The SAPS-III score was originally designed to assess disease severity and predict mortality of patients treated in surgical ICUs and not as a predictor of survival following ICU admission. We found that SAPS III was also useful in predicting survival in our population of SICU patients, which was an interesting finding. Sakr et al. (Sakr et al. 2008) discovered that SAPS III had a good discriminating capability but poor calibration using prospectively collected data from 1851 patients hospitalized in a surgical intensive care unit. The difference between their findings and ours could be because their study only included postoperative patients, whereas ours included polytraumatic patients. Furthermore, the smaller population size and prospective SAPS-III data calculation in our study may contribute to discrepancies.

In a retrospective cohort study, both APACHE III and APACHE IV had better discriminatory capability but were less calibrated than SAPS III in predicting inhospital mortality, which contradicts our findings, which estimate ICU mortality rather than hospital mortality (Keegan et al. 2012).

Our results are generally in line with a prospective cohort study in a CICU for predicting outcomes; both SOFA and APACHE II scores exhibited excellent discriminative capacity, with AUCs ranging from 0.84 (SOFA) to 0.92 (APACHE II) (Argyriou et al. 2015). Furthermore, the SOFA score was highly recommended for predicting the outcomes of ICU trauma patients in a study of 706 patients admitted to the ICU with significant trauma because it was more easily and simply calculated than the APACHE II and Trauma and Injury Severity Scores (TRISS) (Hwang et al. 2012).

Additionally, Ma et al. (2017) discovered that the SAPS-III score of non-survivors was significantly greater than that of survivors. Our findings revealed that non-survivors scored higher on APACHE IV, SAPS III, and SOFA scores, which is consistent with a clinical study done in respiratory ICU (RICU) that found that APACHE IV and SAPS II scores were significantly higher between non-survivors than survivors on admission, but APACHE IV score showed a negative correlation with RICU stay, in contrast to our findings, which showed a significant mild positive correlation between the APACHE IV score and ICU stay (El-naggar, Raafat, and Mohamed 2018).
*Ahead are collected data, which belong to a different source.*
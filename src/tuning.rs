//! Per-level game balance
//!
//! Levels cycle through the five boss archetypes; every full cycle raises a
//! tier, which bumps wall density, boss hp and boss damage.

use serde::{Deserialize, Serialize};

use crate::consts::{BOSS_SPAWN_SCORE, MAX_LEVEL};
use crate::sim::BossKind;

/// Boss archetypes in level order
pub const BOSS_ROTATION: [BossKind; 5] = [
    BossKind::Golem,
    BossKind::CyberWorm,
    BossKind::PumpkinKing,
    BossKind::Shadow,
    BossKind::Phoenix,
];

const LEVEL_NAMES: [&str; 5] = [
    "Grasslands",
    "Neon City",
    "Haunted Manor",
    "Crystal Planet",
    "Nether Core",
];

/// Difficulty parameters for one level
#[derive(Debug, Clone, PartialEq, Serialize, Deserialize)]
pub struct LevelConfig {
    pub level: u32,
    /// Full cycles through the boss rotation (0-based tier)
    pub tier: u32,
    pub name: String,
    /// Probability that a sparse-grid cell holds a wall (before the 4x grid factor)
    pub wall_frequency: f64,
    pub boss_kind: BossKind,
    pub boss_hp: i32,
    pub boss_damage_multiplier: f32,
    /// Score needed within this level before the boss appears
    pub boss_spawn_score: u64,
}

/// (rotation index, tier) for a 1-based level
fn rotation(level: u32) -> (usize, u32) {
    let level = level.max(1);
    let len = BOSS_ROTATION.len() as u32;
    (((level - 1) % len) as usize, (level - 1) / len)
}

/// Wall density for `level`; the terrain hot path calls this per cell
pub fn wall_frequency(level: u32) -> f64 {
    let (index, tier) = rotation(level);
    (0.04 + tier as f64 * 0.015 + index as f64 * 0.01).min(0.20)
}

/// Tuning for `level` (1-based; 0 is treated as 1, and anything past
/// `MAX_LEVEL` as `MAX_LEVEL`)
pub fn level_config(level: u32) -> LevelConfig {
    let level = level.clamp(1, MAX_LEVEL);
    let (index, tier) = rotation(level);

    let wall_frequency = wall_frequency(level);

    let name = if tier > 0 {
        format!("{} (Tier {})", LEVEL_NAMES[index], tier + 1)
    } else {
        LEVEL_NAMES[index].to_string()
    };

    LevelConfig {
        level,
        tier,
        name,
        wall_frequency,
        boss_kind: BOSS_ROTATION[index],
        boss_hp: 200 + level as i32 * 50 + tier as i32 * 100,
        boss_damage_multiplier: 1.0 + tier as f32 * 0.2,
        boss_spawn_score: BOSS_SPAWN_SCORE + (level as u64 - 1) * 200,
    }
}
This disparity could be attributed to the different variety of patients in their RICU and our SICU. Another study in RICU revealed that the mean ± SD admission SOFA score differed significantly between the survivors and non-survivors (4.95 ± 2.49, 6.11 ± 2.76; P = 0.028, respectively) (Galal et al. 2013).
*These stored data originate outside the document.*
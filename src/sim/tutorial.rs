//! Scripted tutorial
//!
//! The tutorial world is empty; each step injects its own target into the
//! overlay and waits for the player to deal with it.

use glam::IVec2;
use serde::{Deserialize, Serialize};

use super::state::{Direction, GameState, PowerUpType};
use super::terrain::BlockType;

pub const MOVE_STEP: u8 = 0;
pub const EAT_DIRT_STEP: u8 = 1;
pub const EAT_GOLD_STEP: u8 = 2;
pub const POWERUP_STEP: u8 = 3;
pub const LASER_STEP: u8 = 4;
pub const DONE_STEP: u8 = 5;

/// Cells the current step is waiting on
#[derive(Debug, Clone, Default, Serialize, Deserialize)]
pub struct TutorialTargets {
    pub cells: Vec<IVec2>,
    pub block: Option<BlockType>,
}

impl TutorialTargets {
    fn set(&mut self, cells: Vec<IVec2>, block: BlockType) {
        self.cells = cells;
        self.block = Some(block);
    }

    /// Every target cell no longer holds its injected block
    fn cleared(&self, state: &GameState) -> bool {
        match self.block {
            Some(block) => self.cells.iter().all(|&c| state.block_at(c) != block),
            None => false,
        }
    }

    /// At least one target cell was broken
    fn breached(&self, state: &GameState) -> bool {
        match self.block {
            Some(block) => self.cells.iter().any(|&c| state.block_at(c) != block),
            None => false,
        }
    }
}

/// Human-readable prompt for a step
pub fn prompt(step: u8) -> &'static str {
    match step {
        MOVE_STEP => "Use the arrow keys to move",
        EAT_DIRT_STEP => "Eat the dirt",
        EAT_GOLD_STEP => "Gold is worth more",
        POWERUP_STEP => "Grab the power-up box",
        LASER_STEP => "Fire your laser at the wall",
        _ => "Tutorial complete",
    }
}

/// Advance the script for the head position at the end of a tick.
/// Returns the new step when it changed.
pub fn update_tutorial(state: &mut GameState) -> Option<u8> {
    if !state.tutorial || state.tutorial_step >= DONE_STEP {
        return None;
    }
    let head = state.snake.head();
    let heading = state.snake.direction;
    let mut targets = std::mem::take(&mut state.tutorial_targets);

    let next = match state.tutorial_step {
        MOVE_STEP if head != IVec2::ZERO => {
            let dx = if heading == Direction::Left { -5 } else { 5 };
            let cell = head + IVec2::new(dx, 0);
            state.set_block(cell, BlockType::Dirt);
            targets.set(vec![cell], BlockType::Dirt);
            Some(EAT_DIRT_STEP)
        }
        EAT_DIRT_STEP if targets.cleared(state) => {
            let cell = head + IVec2::new(5, 2);
            state.set_block(cell, BlockType::Gold);
            targets.set(vec![cell], BlockType::Gold);
            Some(EAT_GOLD_STEP)
        }
        EAT_GOLD_STEP if targets.cleared(state) => {
            let cell = head + IVec2::new(5, -2);
            state.set_block(cell, BlockType::PowerupBox);
            targets.set(vec![cell], BlockType::PowerupBox);
            Some(POWERUP_STEP)
        }
        POWERUP_STEP if state.active_power != PowerUpType::None => {
            // Three-cell wall across the heading, four cells ahead
            let ahead = head + heading.delta() * 4;
            let across = heading.perpendicular()[0].delta();
            let wall: Vec<IVec2> = (-1..=1).map(|i| ahead + across * i).collect();
            for &cell in &wall {
                state.set_block(cell, BlockType::Stone);
            }
            targets.set(wall, BlockType::Stone);
            Some(LASER_STEP)
        }
        // The beam only crosses the wall at one cell
        LASER_STEP if targets.breached(state) => {
            targets = TutorialTargets::default();
            Some(DONE_STEP)
        }
        _ => None,
    };

    state.tutorial_targets = targets;
    if let Some(step) = next {
        state.tutorial_step = step;
        log::info!("Tutorial step {}: {}", step, prompt(step));
    }
    next
}

#[cfg(test)]
mod tests {
    use super::*;
    use crate::config::SessionConfig;
    use crate::sim::collision::resolve_move;
    use crate::sim::powerups::{LASER_RANGE, fire_laser};

    fn tutorial() -> GameState {
        GameState::new(SessionConfig {
            tutorial: true,
            ..Default::default()
        })
    }

    fn walk_to(state: &mut GameState, cell: IVec2) {
        resolve_move(state, cell);
        state.snake.advance(cell, false);
    }

    #[test]
    fn test_full_script() {
        let mut s = tutorial();
        assert_eq!(update_tutorial(&mut s), None);

        walk_to(&mut s, IVec2::new(1, 0));
        assert_eq!(update_tutorial(&mut s), Some(EAT_DIRT_STEP));
        let dirt = IVec2::new(6, 0);
        assert_eq!(s.block_at(dirt), BlockType::Dirt);

        walk_to(&mut s, dirt);
        assert_eq!(update_tutorial(&mut s), Some(EAT_GOLD_STEP));
        let gold = dirt + IVec2::new(5, 2);
        assert_eq!(s.block_at(gold), BlockType::Gold);

        walk_to(&mut s, gold);
        assert_eq!(update_tutorial(&mut s), Some(POWERUP_STEP));
        let gold_head = gold;
        let pbox = gold_head + IVec2::new(5, -2);
        walk_to(&mut s, pbox);
        assert_eq!(s.active_power, PowerUpType::LaserEyes);
        assert_eq!(update_tutorial(&mut s), Some(LASER_STEP));

        // Wall is perpendicular to the heading (Right), four cells ahead
        let ahead = pbox + IVec2::new(4, 0);
        for dy in -1..=1 {
            assert_eq!(s.block_at(ahead + IVec2::new(0, dy)), BlockType::Stone);
        }
        assert_eq!(update_tutorial(&mut s), None);

        assert_eq!(fire_laser(&mut s), Some(LASER_RANGE));
        assert_eq!(s.block_at(ahead), BlockType::Empty);
        assert_eq!(s.block_at(ahead + IVec2::new(0, 1)), BlockType::Stone);
        assert_eq!(update_tutorial(&mut s), Some(DONE_STEP));
        assert_eq!(update_tutorial(&mut s), None);
    }

    #[test]
    fn test_inactive_outside_tutorial() {
        let mut s = GameState::new(SessionConfig::default());
        s.snake.advance(IVec2::new(1, 0), false);
        assert_eq!(update_tutorial(&mut s), None);
        assert_eq!(s.tutorial_step, MOVE_STEP);
    }
}
//! Demo autopilot
//!
//! Idle-mode input: heads for the nearest pickup over safe cells and
//! otherwise keeps moving without hitting anything.

use glam::IVec2;

use super::pathfinding::find_path;
use super::powerups::{LASER_RANGE, laser_ready};
use super::state::{Direction, GameState};
use super::terrain::BlockType;
use crate::manhattan;

/// Pickups further than this (Chebyshev) are ignored
pub const SEARCH_RADIUS: i32 = 20;
const PATH_BUDGET: usize = 400;

/// Not a wall, not a hazard, not the body
fn is_safe(state: &GameState, cell: IVec2) -> bool {
    let block = state.block_at(cell);
    !block.is_solid()
        && !matches!(block, BlockType::Lava | BlockType::Magma | BlockType::Trap)
        && !state.snake.hits_body(cell, false)
}

/// Closest pickup to the head, ties broken by coordinate
pub fn nearest_pickup(state: &GameState) -> Option<IVec2> {
    let head = state.snake.head();
    state
        .world
        .iter()
        .filter(|(_, block)| block.is_item())
        .map(|(cell, _)| cell)
        .filter(|&cell| {
            let d = (cell - head).abs();
            d.x.max(d.y) <= SEARCH_RADIUS
        })
        .min_by_key(|&cell| (manhattan(cell, head), cell.x, cell.y))
}

/// Direction the autopilot wants to travel this tick
pub fn choose_direction(state: &GameState) -> Option<Direction> {
    let head = state.snake.head();
    let heading = state.snake.direction;

    // Any turn triggers recovery; the engine picks a side that is open
    if state.stunned {
        return Some(heading.perpendicular()[0]);
    }

    if let Some(target) = nearest_pickup(state) {
        let path = find_path(head, target, PATH_BUDGET, |cell| is_safe(state, cell));
        if let Some(&step) = path.as_ref().and_then(|p| p.get(1)) {
            let toward = Direction::ALL
                .into_iter()
                .find(|d| head + d.delta() == step && *d != heading.opposite());
            if toward.is_some() {
                return toward;
            }
        }
    }

    if is_safe(state, head + heading.delta()) {
        return Some(heading);
    }
    Direction::ALL
        .into_iter()
        .filter(|&d| d != heading.opposite())
        .find(|&d| is_safe(state, head + d.delta()))
}

/// Fire when a wall sits right ahead or the boss is lined up with the beam
pub fn wants_laser(state: &GameState) -> bool {
    if !laser_ready(state) {
        return false;
    }
    let head = state.snake.head();
    let step = state.snake.direction.delta();
    if state.block_at(head + step) == BlockType::Stone {
        return true;
    }
    state.boss.as_ref().is_some_and(|boss| {
        (1..=LASER_RANGE).any(|i| {
            let d = (boss.pos - (head + step * i)).abs();
            d.x.max(d.y) <= 1
        })
    })
}

/// Queue the autopilot's choice when nothing is buffered
pub fn drive(state: &mut GameState) {
    if !state.input_queue.is_empty() {
        return;
    }
    if let Some(dir) = choose_direction(state) {
        if dir != state.snake.direction {
            state.register_direction(dir);
        }
    }
}

#[cfg(test)]
mod tests {
    use super::*;
    use crate::config::SessionConfig;

    fn state() -> GameState {
        GameState::new(SessionConfig::default())
    }

    #[test]
    fn test_heads_for_pickup() {
        let mut s = state();
        s.set_block(IVec2::new(0, -4), BlockType::Dirt);
        assert_eq!(nearest_pickup(&s), Some(IVec2::new(0, -4)));
        assert_eq!(choose_direction(&s), Some(Direction::Up));
    }

    #[test]
    fn test_never_reverses() {
        let mut s = state();
        // Pickup directly behind the snake
        s.set_block(IVec2::new(-6, 0), BlockType::Gold);
        let dir = choose_direction(&s).unwrap();
        assert_ne!(dir, Direction::Left);
    }

    #[test]
    fn test_avoids_wall_ahead() {
        let mut s = state();
        s.set_block(IVec2::new(1, 0), BlockType::Stone);
        let dir = choose_direction(&s).unwrap();
        assert!(matches!(dir, Direction::Up | Direction::Down));
    }

    #[test]
    fn test_ignores_far_pickups() {
        let mut s = state();
        s.set_block(IVec2::new(SEARCH_RADIUS + 5, 0), BlockType::Dirt);
        assert_eq!(nearest_pickup(&s), None);
        assert_eq!(choose_direction(&s), Some(Direction::Right));
    }

    #[test]
    fn test_wants_laser_at_wall() {
        let mut s = state();
        s.set_block(IVec2::new(1, 0), BlockType::Stone);
        assert!(!wants_laser(&s));
        s.active_power = crate::sim::state::PowerUpType::LaserEyes;
        s.power_timer = 10;
        assert!(wants_laser(&s));
    }

    #[test]
    fn test_drive_queues_turn() {
        let mut s = state();
        s.set_block(IVec2::new(0, 5), BlockType::Dirt);
        drive(&mut s);
        assert_eq!(s.input_queue.front(), Some(&Direction::Down));
    }
}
Moreover, non-survivor cases exhibited significantly lower systolic and diastolic blood pressure, as well as a higher body temperature, than survivors. In terms of laboratory findings, arterial blood gas analysis results showed that the mean PO2, SpO2, and PaO2/FiO2 levels in non-survived patients were significantly lower than in survived cases. The average PaCO2 and FiO2 values in dead patients were higher than in living cases. Non-survived patients also had lower 24-h urine output and a considerably greater incidence of vasopressor and mechanical ventilation demands on ICU admission than survived ones. Likewise, Hwang et al. (Hwang et al. 2012) found that in major trauma patients admitted to the ICU, non-survivors had a lower O2 index, systolic blood pressure, and GCS scale.
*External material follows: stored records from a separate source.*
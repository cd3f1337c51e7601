//! Property tests for the deterministic core

use std::cell::Cell;

use burrow_snake::consts::CHUNK_SIZE;
use burrow_snake::manhattan;
use burrow_snake::sim::world::{chunk_of, chunk_origin};
use burrow_snake::sim::{Direction, GameState, find_path, generate, generate_base, WorldMap};
use burrow_snake::SessionConfig;
use glam::IVec2;
use proptest::prelude::*;

fn direction() -> impl Strategy<Value = Direction> {
    prop_oneof![
        Just(Direction::Up),
        Just(Direction::Down),
        Just(Direction::Left),
        Just(Direction::Right),
    ]
}

proptest! {
    #[test]
    fn generator_is_deterministic(
        x in -2_000i32..2_000,
        y in -2_000i32..2_000,
        level in 1u32..30,
        tutorial in any::<bool>(),
    ) {
        let cell = IVec2::new(x, y);
        let first = generate_base(cell, level, tutorial);
        prop_assert_eq!(first, generate_base(cell, level, tutorial));
        prop_assert_eq!(first, generate(cell, level, tutorial, &WorldMap::default()));
    }

    #[test]
    fn reversal_is_always_rejected(heading in direction()) {
        let mut state = GameState::new(SessionConfig::default());
        state.snake.direction = heading;
        prop_assert!(!state.register_direction(heading.opposite()));
        prop_assert!(!state.register_direction(heading));
        prop_assert!(state.input_queue.is_empty());
    }

    #[test]
    fn pathfinding_cost_is_bounded(
        sx in -60i32..60, sy in -60i32..60,
        gx in -60i32..60, gy in -60i32..60,
        budget in 1usize..300,
    ) {
        let start = IVec2::new(sx, sy);
        let goal = IVec2::new(gx, gy);
        let calls = Cell::new(0usize);
        let path = find_path(start, goal, budget, |_| {
            calls.set(calls.get() + 1);
            true
        });
        // Goal check plus at most four neighbour checks per expansion
        prop_assert!(calls.get() <= 1 + 4 * budget);
        if let Some(path) = path {
            prop_assert_eq!(path.len() as i32, manhattan(start, goal) + 1);
            prop_assert_eq!(path[0], start);
            prop_assert_eq!(*path.last().unwrap(), goal);
            for pair in path.windows(2) {
                prop_assert_eq!(manhattan(pair[0], pair[1]), 1);
            }
        }
    }

    #[test]
    fn enclosed_goal_has_no_path(
        sx in -30i32..30, sy in -30i32..30,
        gx in -30i32..30, gy in -30i32..30,
    ) {
        let start = IVec2::new(sx, sy);
        let goal = IVec2::new(gx, gy);
        prop_assume!(manhattan(start, goal) > 1);
        // Every neighbour of the goal is a wall
        let path = find_path(start, goal, 500, |c| manhattan(c, goal) != 1);
        prop_assert!(path.is_none());
    }

    #[test]
    fn chunk_contains_its_cells(x in -10_000i32..10_000, y in -10_000i32..10_000) {
        let cell = IVec2::new(x, y);
        let local = cell - chunk_origin(chunk_of(cell));
        prop_assert!((0..CHUNK_SIZE).contains(&local.x));
        prop_assert!((0..CHUNK_SIZE).contains(&local.y));
    }
}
Our research included several limitations. First, the study involving a single SICU may have limited generalization to other ICUs due to bias in the case mix. Second, our study had a relatively small sample size.

Conclusions

A considerable body of evidence indicates that the APACHE IV score is the only reliable predictor of surgical/trauma ICU patient mortality. It outperforms the SAPS III and SOFA scores in terms of accuracy, while the three scores were similar in calibration for mortality prediction. The APACHE IV score has a significant positive correlation with the length of the ICU stay, whereas the SAPS III and SOFA scores have no significant correlation.